The Brave browser and its accompany crypto project Basic Attention Token (BAT) have received a lot of praise in recent times, following some impressive statistics about the browser’s growth.
Brave, which recently launched its Ad Trial program, allows users to receive payments for spending time viewing advertisements. Brave CEO Brendan Eich recently commented on Hacker News that users could receive up to $70 in 2019 by viewing advertisements.
Eich made a rough calculation of how much users could make:
Many of Brave’s users at this early stage are “lead users” (Eric Von Hippel, MIT) and represent off-the-grid prospects because they block assiduously, either in Brave alone or with Brave + uBO or another solid blocker. Lead users are worth much more due to their high usage of search, ecommerce, and paid services. I would not be surprised if our users can make $70/year as we bring the system up in 2019 — when ad deals will be harder to come by and we’ll subsidize revenue from BAT’s User Growth Pool — and climb by 2020 to above .7 * 320 or $224 net user revenue per year.
That may not seem like a very large amount, but Eich clarified that as Brave and BAT grow in popularity, that figure may hit $224 or higher in 2020. Eich has also said that a final product, which would give users even better revenue-generating processes, would be available in a few months.

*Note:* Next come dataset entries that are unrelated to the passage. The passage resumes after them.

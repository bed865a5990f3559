//! Decision and report types

use super::flags::RiskStrengthFlags;
use super::snapshot::FinancialSnapshot;
use serde::{Deserialize, Serialize};

/// Binary loan outcome
#[derive(Debug, Clone, Copy, PartialEq, Eq, Hash, Serialize, Deserialize)]
#[serde(rename_all = "snake_case")]
pub enum Verdict {
    /// Classifier label 1
    Approved,
    /// Classifier label 0
    Rejected,
}

impl Verdict {
    /// Map a classifier label (1 = approve, anything else = reject)
    pub fn from_label(label: u8) -> Self {
        if label == 1 {
            Verdict::Approved
        } else {
            Verdict::Rejected
        }
    }

    /// Classifier label for this verdict
    pub fn label(self) -> u8 {
        match self {
            Verdict::Approved => 1,
            Verdict::Rejected => 0,
        }
    }

    /// Headline shown on the decision panel
    pub fn headline(self) -> &'static str {
        match self {
            Verdict::Approved => "Loan Approved",
            Verdict::Rejected => "Loan Rejected",
        }
    }
}

/// One model decision
#[derive(Debug, Clone, Copy, PartialEq, Serialize, Deserialize)]
pub struct Decision {
    /// Approve or reject
    pub verdict: Verdict,

    /// Probability of approval as estimated by the model (0.5 if unsupported)
    pub approval_probability: f64,

    /// Probability mass on the predicted class (0.0-1.0)
    pub confidence: f64,

    /// False when the classifier cannot estimate probabilities
    pub probability_estimated: bool,
}

/// Everything rendered for one submission
#[derive(Debug, Clone, Serialize)]
pub struct DecisionReport {
    /// Model decision
    pub decision: Decision,
    /// Income, DTI and savings metrics
    pub snapshot: FinancialSnapshot,
    /// Qualitative risk and strength factors
    pub flags: RiskStrengthFlags,
}
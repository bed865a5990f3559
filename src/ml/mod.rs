//! Model artifacts and inference
//!
//! Fitted scaler and classifier, loaded once from JSON artifacts and applied
//! to encoded rows.

pub mod artifacts;
pub mod classifier;
pub mod predictor;
pub mod scaler;

pub use artifacts::Artifacts;
pub use classifier::{BinaryClassifier, Classifier, DecisionTree};
pub use predictor::Predictor;
pub use scaler::Scaler;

Wikipedia co-founder Larry Sanger recently shared that he has switched from Chrome to Brave, and it appears that many users also feel the same way: Brave browser has hit over 20 million downloads on Android.
The Brave project is certainly one of the more well-performing projects in the space, at least as far as adoption and awareness is concerned. Ethereum co-founder Vitalik Buterin has praised Brave for being one of the Ethereum ecosystem’s most valuable project, contributing to large-scale user onboarding.